I called him "Daddy" when he taught me to ride a bike, and baited my fishing hook because I heard the worm scream, and whisker-scratched me good night. I still called him Daddy when he talked about his college track days and set up the high jump in the yard. I have my mother's short legs instead of his long ones. He set the bar so I could execute a clean jump. "Good job, Punky. Now, a little higher."
At bedtime, we asked questions. "Daddy, how does an airplane stay up in the sky? Why can we see the moon in the day time?" Our mother knew our ploy, but he ignored her sighs and launched into explanations that became so detailed and complex it hurt my brain. I knew my Daddy was the world's smartest man.
He said he was independent, but the family mantra was, "When in doubt, vote Republican." During the Kennedy-Nixon race the talk at my uncle's house was so vile I was terrifed and angry when Kennedy won. The world was going to end, and my first ever birthday party was four days after the Inaugural. I asked God to let us live until the party was over. When I was still alive for my next birthday, I realized my family might be wrong about the damned democrats.

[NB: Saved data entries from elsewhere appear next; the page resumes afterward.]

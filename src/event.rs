use serde::{Deserialize, Serialize};

use crate::api::{
    ChatSummaryWire, EngagementWire, MessageWire, Paged, ProfileWire, SendMessageWire,
    StoryReelWire, UserCardWire, VideoWire,
};
use crate::capabilities::{KvOutput, TimerOutput};
use crate::chat::PollTicket;
use crate::entity::{ConversationId, LocalId, MutationId, UserId, VideoId};

pub type HttpResult<T> = crux_http::Result<crux_http::Response<T>>;

#[derive(Copy, Clone, Debug, PartialEq, Eq, Serialize, Deserialize)]
#[serde(rename_all = "snake_case")]
pub enum FollowDirection {
    Followers,
    Following,
}

impl FollowDirection {
    #[must_use]
    pub const fn title(self) -> &'static str {
        match self {
            Self::Followers => "Followers",
            Self::Following => "Following",
        }
    }
}

/// Everything the core reacts to. Shell-originated variants are serializable
/// across the FFI; capability results are core-internal and skipped.
#[derive(Serialize, Deserialize)]
pub enum Event {
    // Session
    Started,
    LoggedIn { user_id: String, auth_token: String },
    LoggedOut,
    NetworkStatusChanged { online: bool },

    // Feed
    FeedOpened,
    FeedNextPageRequested,
    FeedRefreshRequested,
    #[serde(skip)]
    FeedPageLoaded {
        seq: u64,
        result: Box<HttpResult<Paged<VideoWire>>>,
    },
    ActiveVideoChanged { index: Option<u32> },
    #[serde(skip)]
    ViewRecorded {
        video_id: VideoId,
        result: Box<HttpResult<Vec<u8>>>,
    },

    // Engagement
    LikeToggled { video_id: VideoId },
    SaveToggled { video_id: VideoId },
    #[serde(skip)]
    EngagementCompleted {
        mutation_id: MutationId,
        result: Box<HttpResult<EngagementWire>>,
    },

    // Chat list
    ChatListOpened,
    ChatListNextPageRequested,
    ChatListRefreshRequested,
    #[serde(skip)]
    ChatListPageLoaded {
        seq: u64,
        result: Box<HttpResult<Paged<ChatSummaryWire>>>,
    },

    // Open conversation
    ConversationOpened { conversation_id: ConversationId },
    ConversationClosed,
    ChatRefreshRequested,
    #[serde(skip)]
    PollTimerElapsed(TimerOutput),
    #[serde(skip)]
    PollCompleted {
        ticket: PollTicket,
        result: Box<HttpResult<Vec<MessageWire>>>,
    },
    ComposeSubmitted { body: String },
    #[serde(skip)]
    SendCompleted {
        conversation_id: ConversationId,
        local_id: LocalId,
        result: Box<HttpResult<SendMessageWire>>,
    },
    ComposeRestoreConsumed,

    // Profile
    ProfileRequested,
    #[serde(skip)]
    ProfileLoaded {
        result: Box<HttpResult<ProfileWire>>,
    },
    #[serde(skip)]
    ProfileCacheRead(KvOutput),
    #[serde(skip)]
    ProfileCacheWritten(KvOutput),

    // Stories
    StoriesRequested,
    #[serde(skip)]
    StoriesLoaded {
        result: Box<HttpResult<Vec<StoryReelWire>>>,
    },
    StorySeen { author_id: UserId },

    // Follower / following lists
    FollowListOpened {
        user_id: UserId,
        direction: FollowDirection,
    },
    FollowListNextPageRequested,
    FollowListClosed,
    #[serde(skip)]
    FollowListPageLoaded {
        seq: u64,
        result: Box<HttpResult<Paged<UserCardWire>>>,
    },

    NoticeDismissed,
}

impl Event {
    #[must_use]
    pub const fn name(&self) -> &'static str {
        match self {
            Self::Started => "started",
            Self::LoggedIn { .. } => "logged_in",
            Self::LoggedOut => "logged_out",
            Self::NetworkStatusChanged { .. } => "network_status_changed",
            Self::FeedOpened => "feed_opened",
            Self::FeedNextPageRequested => "feed_next_page_requested",
            Self::FeedRefreshRequested => "feed_refresh_requested",
            Self::FeedPageLoaded { .. } => "feed_page_loaded",
            Self::ActiveVideoChanged { .. } => "active_video_changed",
            Self::ViewRecorded { .. } => "view_recorded",
            Self::LikeToggled { .. } => "like_toggled",
            Self::SaveToggled { .. } => "save_toggled",
            Self::EngagementCompleted { .. } => "engagement_completed",
            Self::ChatListOpened => "chat_list_opened",
            Self::ChatListNextPageRequested => "chat_list_next_page_requested",
            Self::ChatListRefreshRequested => "chat_list_refresh_requested",
            Self::ChatListPageLoaded { .. } => "chat_list_page_loaded",
            Self::ConversationOpened { .. } => "conversation_opened",
            Self::ConversationClosed => "conversation_closed",
            Self::ChatRefreshRequested => "chat_refresh_requested",
            Self::PollTimerElapsed(_) => "poll_timer_elapsed",
            Self::PollCompleted { .. } => "poll_completed",
            Self::ComposeSubmitted { .. } => "compose_submitted",
            Self::SendCompleted { .. } => "send_completed",
            Self::ComposeRestoreConsumed => "compose_restore_consumed",
            Self::ProfileRequested => "profile_requested",
            Self::ProfileLoaded { .. } => "profile_loaded",
            Self::ProfileCacheRead(_) => "profile_cache_read",
            Self::ProfileCacheWritten(_) => "profile_cache_written",
            Self::StoriesRequested => "stories_requested",
            Self::StoriesLoaded { .. } => "stories_loaded",
            Self::StorySeen { .. } => "story_seen",
            Self::FollowListOpened { .. } => "follow_list_opened",
            Self::FollowListNextPageRequested => "follow_list_next_page_requested",
            Self::FollowListClosed => "follow_list_closed",
            Self::FollowListPageLoaded { .. } => "follow_list_page_loaded",
            Self::NoticeDismissed => "notice_dismissed",
        }
    }
}

#[cfg(test)]
mod tests {
    use super::*;

    #[test]
    fn event_size_is_reasonable() {
        // Capability results are boxed to keep the enum small.
        let size = std::mem::size_of::<Event>();
        assert!(
            size <= 128,
            "Event enum is {size} bytes — too large, box more variants"
        );
    }

    #[test]
    fn shell_events_roundtrip_through_serde() {
        let event = Event::ConversationOpened {
            conversation_id: ConversationId::new("c1"),
        };
        let json = serde_json::to_string(&event).unwrap();
        let back: Event = serde_json::from_str(&json).unwrap();
        assert_eq!(back.name(), "conversation_opened");
    }

    #[test]
    fn follow_direction_titles() {
        assert_eq!(FollowDirection::Followers.title(), "Followers");
        assert_eq!(FollowDirection::Following.title(), "Following");
    }
}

Against the advice of co-workers, my father moved his family into the only integrated section of town. Their warning was his reason. He wanted his children to know from experience everyone is human. Even so, he didn't like Dr. King and was unhappy with my adoration. "He's going too fast. Whites won’t change that quick."
I challenged him on that. "It's already been 100 YEARS!!! How long would you wait? How long would you want your children to wait?” He became quiet and turned back to his newspaper, but he wasn't reading it. He was a stubborn man, but he had a heart. That's why the term "Compassionate Conservative" never made me laugh.
In high school I began calling him "Dad". By then I had stopped asking questions before bedtime, and decided he wasn't as smart as I thought. But habits are hard to break and sometimes "Daddy" slipped out. I blushed, and he grinned.
After the grandchildren were born he became "Grandpa". I watched him play with my kids, and read to them, and delight in every thing they said and did. He saw me looking and said, “they remind me of you.” That was one of the surprise gifts from my children. I saw a glimpse of the father I had forgotten.
I pass his grave on my way to work. Most days I remember to turn down the radio and listen. He makes me remember, and see things I missed. When I need help, I call for him, and use all his names: Dad, Daddy, Grandpa, Great Grandpa.
My daddy has reclaimed "smartest man" status.